After Georgia’s initial move to Arizona, daughter Barbara helped her with her banking, filling out checks and making transfers and withdrawals. She was a joint tenant with her mother on some accounts; several were changed from joint tenancy to “payable on death” (POD) to Barbara at some point. Meanwhile, Georgia’s other daughter Elizabeth was less involved — though she also lived nearby.

Shortly before Georgia’s move to be next door to Barbara, Barbara had purchased six condominium units in the complex where she lived. In fact, Georgia’s move was into one of those units. Elizabeth would later argue that the money for those purchases came from their mother’s accounts.

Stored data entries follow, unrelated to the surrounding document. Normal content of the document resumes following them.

//! Translation readiness.
//!
//! [`derive_readiness`] is a pure function of a record and its requirements.
//! [`ReadinessEngine`] adds the applicability rules and a per-batch cache so
//! decorating a list page asks the requirements provider once per
//! `(entity type, policy entity, transition, environment)`.

use std::collections::{BTreeMap, HashMap};
use std::sync::Arc;

use serde::{Deserialize, Serialize};
use serde_json::Value;
use tracing::{debug, warn};

#[cfg(feature = "typescript")]
use ts_rs::TS;

use backoffice_core::record::value_to_string;
use backoffice_core::{AdminContext, Record, Result};

use crate::locale::{normalize_locale, normalize_locales};
use crate::requirements::{PolicyInput, RequirementsProvider, TranslationRequirements};

/// Transition readiness is evaluated against.
pub const PUBLISH_TRANSITION: &str = "publish";

/// Panels that are translation-aware without per-record hints.
pub const DEFAULT_TRANSLATION_PANELS: &[&str] = &["pages", "posts", "content"];

/// Readiness verdict.
#[derive(Debug, Clone, Copy, PartialEq, Eq, Hash, Serialize, Deserialize)]
#[cfg_attr(feature = "typescript", derive(TS))]
#[cfg_attr(feature = "typescript", ts(export))]
#[serde(rename_all = "snake_case")]
pub enum ReadinessState {
    Ready,
    MissingLocales,
    MissingFields,
    MissingLocalesAndFields,
}

impl ReadinessState {
    pub fn classify(missing_locales: bool, missing_fields: bool) -> Self {
        match (missing_locales, missing_fields) {
            (false, false) => Self::Ready,
            (true, false) => Self::MissingLocales,
            (false, true) => Self::MissingFields,
            (true, true) => Self::MissingLocalesAndFields,
        }
    }

    pub fn as_str(&self) -> &'static str {
        match self {
            Self::Ready => "ready",
            Self::MissingLocales => "missing_locales",
            Self::MissingFields => "missing_fields",
            Self::MissingLocalesAndFields => "missing_locales_and_fields",
        }
    }

    pub fn parse(s: &str) -> Option<Self> {
        match s.trim().to_lowercase().as_str() {
            "ready" => Some(Self::Ready),
            "missing_locales" => Some(Self::MissingLocales),
            "missing_fields" => Some(Self::MissingFields),
            "missing_locales_and_fields" => Some(Self::MissingLocalesAndFields),
            _ => None,
        }
    }

    pub fn is_ready(&self) -> bool {
        *self == Self::Ready
    }
}

/// Whether requirements were found for the evaluation.
#[derive(Debug, Clone, Copy, PartialEq, Eq, Serialize, Deserialize)]
#[cfg_attr(feature = "typescript", derive(TS))]
#[cfg_attr(feature = "typescript", ts(export))]
#[serde(rename_all = "snake_case")]
pub enum RequirementsState {
    Resolved,
    Unresolved,
}

#[derive(Debug, Clone, Copy, Default, PartialEq, Eq, Serialize, Deserialize)]
#[cfg_attr(feature = "typescript", derive(TS))]
pub struct ReadyForTransition {
    pub publish: bool,
}

/// Last editor of a locale.
#[derive(Debug, Clone, Default, PartialEq, Eq, Serialize, Deserialize)]
#[cfg_attr(feature = "typescript", derive(TS))]
pub struct LocaleMetadata {
    #[serde(default, skip_serializing_if = "Option::is_none")]
    pub updated_by: Option<String>,
    #[serde(default, skip_serializing_if = "Option::is_none")]
    pub updated_at: Option<String>,
}

/// Readiness attached to records as `translation_readiness`.
#[derive(Debug, Clone, PartialEq, Eq, Serialize, Deserialize)]
#[cfg_attr(feature = "typescript", derive(TS))]
#[cfg_attr(feature = "typescript", ts(export))]
pub struct TranslationReadiness {
    pub translation_group_id: String,
    pub required_locales: Vec<String>,
    pub available_locales: Vec<String>,
    pub missing_required_locales: Vec<String>,
    pub missing_required_fields_by_locale: BTreeMap<String, Vec<String>>,
    pub readiness_state: ReadinessState,
    pub ready_for_transition: ReadyForTransition,
    pub evaluated_environment: String,
    pub recommended_locale: String,
    #[serde(default)]
    pub locale_metadata: BTreeMap<String, LocaleMetadata>,
    pub requirements_resolved: bool,
    pub requirements_state: RequirementsState,
}

impl TranslationReadiness {
    pub fn is_ready(&self) -> bool {
        self.readiness_state.is_ready()
    }

    /// Missing locales uppercased for display (`ES, FR`).
    pub fn missing_locales_display(&self) -> String {
        self.missing_required_locales
            .iter()
            .map(|l| l.to_uppercase())
            .collect::<Vec<_>>()
            .join(", ")
    }

    /// Parse readiness supplied by an upstream service. Unknown states are
    /// rejected unless `coerce_unknown_state` maps them to `ready`.
    pub fn from_upstream(value: &Value, coerce_unknown_state: bool) -> Option<Self> {
        let mut value = value.clone();
        let obj = value.as_object_mut()?;
        let raw_state = obj.get("readiness_state").and_then(Value::as_str)?.to_string();
        if ReadinessState::parse(&raw_state).is_none() {
            if !coerce_unknown_state {
                warn!(state = %raw_state, "Ignoring upstream readiness with unknown state");
                return None;
            }
            debug!(state = %raw_state, "Coercing unknown upstream readiness state to ready");
            obj.insert("readiness_state".into(), Value::from("ready"));
        }
        serde_json::from_value(value).ok()
    }
}

/// Derive readiness for one record.
///
/// Fields are only checked for the record's own locale, and only when that
/// locale is both required and available.
pub fn derive_readiness(
    record: &Record,
    requirements: Option<&TranslationRequirements>,
    environment: &str,
) -> TranslationReadiness {
    let own_locale = record.locale().map(normalize_locale).unwrap_or_default();
    let mut available = record.available_locales();
    if !own_locale.is_empty() {
        available.push(own_locale.clone());
    }
    let available_locales = normalize_locales(available);

    let normalized = requirements.map(TranslationRequirements::normalized);
    let required_locales = normalized
        .as_ref()
        .map(|r| r.locales.clone())
        .unwrap_or_default();

    let missing_required_locales: Vec<String> = required_locales
        .iter()
        .filter(|l| !available_locales.contains(l))
        .cloned()
        .collect();

    let mut missing_required_fields_by_locale = BTreeMap::new();
    if let Some(req) = normalized.as_ref().filter(|r| r.evaluates_fields()) {
        for (locale, fields) in &req.required_fields {
            if *locale != own_locale || !available_locales.contains(locale) {
                continue;
            }
            let mut missing: Vec<String> = fields
                .iter()
                .filter(|f| !record.has_present(f))
                .cloned()
                .collect();
            if !missing.is_empty() {
                missing.sort();
                missing_required_fields_by_locale.insert(locale.clone(), missing);
            }
        }
    }

    let readiness_state = ReadinessState::classify(
        !missing_required_locales.is_empty(),
        !missing_required_fields_by_locale.is_empty(),
    );
    let recommended_locale = missing_required_locales
        .first()
        .or_else(|| required_locales.first())
        .cloned()
        .unwrap_or_default();
    let requirements_resolved = requirements.is_some();

    TranslationReadiness {
        translation_group_id: record.group_or_id().unwrap_or_default(),
        required_locales,
        available_locales,
        missing_required_locales,
        missing_required_fields_by_locale,
        readiness_state,
        ready_for_transition: ReadyForTransition {
            publish: readiness_state.is_ready(),
        },
        evaluated_environment: environment.to_string(),
        recommended_locale,
        locale_metadata: locale_metadata(record, &own_locale),
        requirements_resolved,
        requirements_state: if requirements_resolved {
            RequirementsState::Resolved
        } else {
            RequirementsState::Unresolved
        },
    }
}

fn locale_metadata(record: &Record, own_locale: &str) -> BTreeMap<String, LocaleMetadata> {
    let mut out = BTreeMap::new();
    if let Some(Value::Object(map)) = record.get("locale_metadata") {
        for (locale, meta) in map {
            out.insert(
                normalize_locale(locale),
                LocaleMetadata {
                    updated_by: meta.get("updated_by").and_then(value_to_string),
                    updated_at: meta.get("updated_at").and_then(value_to_string),
                },
            );
        }
    }
    if !own_locale.is_empty() && !out.contains_key(own_locale) {
        let meta = LocaleMetadata {
            updated_by: record.get("updated_by").and_then(value_to_string),
            updated_at: record.get("updated_at").and_then(value_to_string),
        };
        if meta.updated_by.is_some() || meta.updated_at.is_some() {
            out.insert(own_locale.to_string(), meta);
        }
    }
    out
}

// ============================================================================
// Engine
// ============================================================================

/// Readiness configuration.
#[derive(Debug, Clone, PartialEq, Eq, Serialize, Deserialize)]
pub struct ReadinessOptions {
    pub default_locale: String,
    pub environment: String,
    /// Panels treated as translation-aware for every record
    #[serde(default)]
    pub translation_panels: Vec<String>,
    /// Map unknown upstream readiness states to `ready`
    #[serde(default)]
    pub coerce_unknown_state: bool,
}

impl Default for ReadinessOptions {
    fn default() -> Self {
        Self {
            default_locale: "en".into(),
            environment: "production".into(),
            translation_panels: DEFAULT_TRANSLATION_PANELS.iter().map(|s| s.to_string()).collect(),
            coerce_unknown_state: false,
        }
    }
}

impl ReadinessOptions {
    /// Applicability: a translation panel, or a record carrying a group id or
    /// available locales.
    pub fn applies_to(&self, panel: &str, record: &Record) -> bool {
        let panel = panel.trim().to_lowercase();
        self.translation_panels.iter().any(|p| p.to_lowercase() == panel)
            || record.translation_group_id().is_some()
            || !record.available_locales().is_empty()
    }
}

/// Readiness evaluation with requirement lookups.
#[derive(Clone)]
pub struct ReadinessEngine {
    provider: Arc<dyn RequirementsProvider>,
    options: ReadinessOptions,
}

impl ReadinessEngine {
    pub fn new(provider: Arc<dyn RequirementsProvider>, options: ReadinessOptions) -> Self {
        Self { provider, options }
    }

    pub fn options(&self) -> &ReadinessOptions {
        &self.options
    }

    /// Start a batch with its own requirements cache.
    pub fn batch(&self) -> ReadinessBatch<'_> {
        ReadinessBatch {
            engine: self,
            cache: HashMap::new(),
            lookups: 0,
        }
    }
}

type CacheKey = (String, String, String, String);

/// Request-scoped evaluation batch.
pub struct ReadinessBatch<'a> {
    engine: &'a ReadinessEngine,
    cache: HashMap<CacheKey, Option<TranslationRequirements>>,
    lookups: usize,
}

impl ReadinessBatch<'_> {
    /// Readiness for `record` on `panel`, or `None` when not applicable.
    pub async fn evaluate(
        &mut self,
        ctx: &AdminContext,
        panel: &str,
        entity_type: &str,
        record: &Record,
        environment: Option<&str>,
    ) -> Result<Option<TranslationReadiness>> {
        let options = &self.engine.options;
        if !options.applies_to(panel, record) {
            return Ok(None);
        }
        let environment = environment
            .map(str::trim)
            .filter(|e| !e.is_empty())
            .unwrap_or(&options.environment)
            .to_lowercase();

        if let Some(upstream) = record.get("translation_readiness") {
            if let Some(readiness) =
                TranslationReadiness::from_upstream(upstream, options.coerce_unknown_state)
            {
                return Ok(Some(readiness));
            }
        }

        let input = PolicyInput::new(
            entity_type,
            record.id().unwrap_or_default(),
            PUBLISH_TRANSITION,
        )
        .with_environment(environment.clone())
        .with_policy_entity(panel);
        let key: CacheKey = (
            entity_type.to_lowercase(),
            input.resolved_policy_entity(),
            PUBLISH_TRANSITION.to_string(),
            environment.clone(),
        );

        let requirements = match self.cache.get(&key) {
            Some(cached) => cached.clone(),
            None => {
                self.lookups += 1;
                let fetched = self.engine.provider.requirements(ctx, &input).await?;
                self.cache.insert(key, fetched.clone());
                fetched
            }
        };

        Ok(Some(derive_readiness(
            record,
            requirements.as_ref(),
            &environment,
        )))
    }

    /// Provider calls made by this batch.
    pub fn lookups(&self) -> usize {
        self.lookups
    }
}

After Georgia’s death in 2003, Elizabeth initiated a probate proceeding and was appointed as personal representative of Georgia’s estate. She then filed an action against Barbara, alleging that Barbara had taken advantage of Georgia while she was a “vulnerable adult” — an important term under Arizona’s law protecting seniors and those with disabilities.

After a five-day trial, she convinced the judge that Georgia was vulnerable, that Barbara had held a position of trust with their mother, and that she violated that trust by using Georgia’s money to purchase her condominium units. The judge entered a judgment for $179,518.51 against Barbara, and imposed a constructive trust on five of the condominium units (ordering that they could be sold to satisfy the judgment). The judge also ruled that Barbara had forfeited any right to inherit from her mother’s estate; the judge did not impose treble damages against Barbara, which was an option available at the time (the Arizona legislature has since reduced the maximum penalty to double the amount of the basic judgment, though that would not have made any difference in this case).

The Arizona Court of Appeals upheld the judgment. The key question raised by Barbara on appeal: how could the trial court have found Georgia was “vulnerable” when the evidence indicated she was fully competent? Can vulnerability be based solely on evidence of physical limitations?

The short answer: yes. The appellate judges ruled that vulnerability for purposes of Arizona’s exploitation statute can be predicated solely on physical impairments if, as a result of the impairments, the victim is unable to protect herself from the exploiter. Mental impairment is not necessarily required. In this case, according to the court, Georgia’s “diminished vision and hearing could also have made her more susceptible to exploitation, as they could make her less aware of her surroundings and the circumstances of any transactions in which she became involved, thereby making her less able to protect herself if targeted for exploitation.”

That is not to say that every transaction Georgia might enter into would be suspect. “A vulnerable adult may still have the capacity to transfer property,” according to the judges. In fact, Georgia had transferred her original townhome to Elizabeth and the family home in Kansas to Barbara; those transfers did not necessarily amount to exploitation.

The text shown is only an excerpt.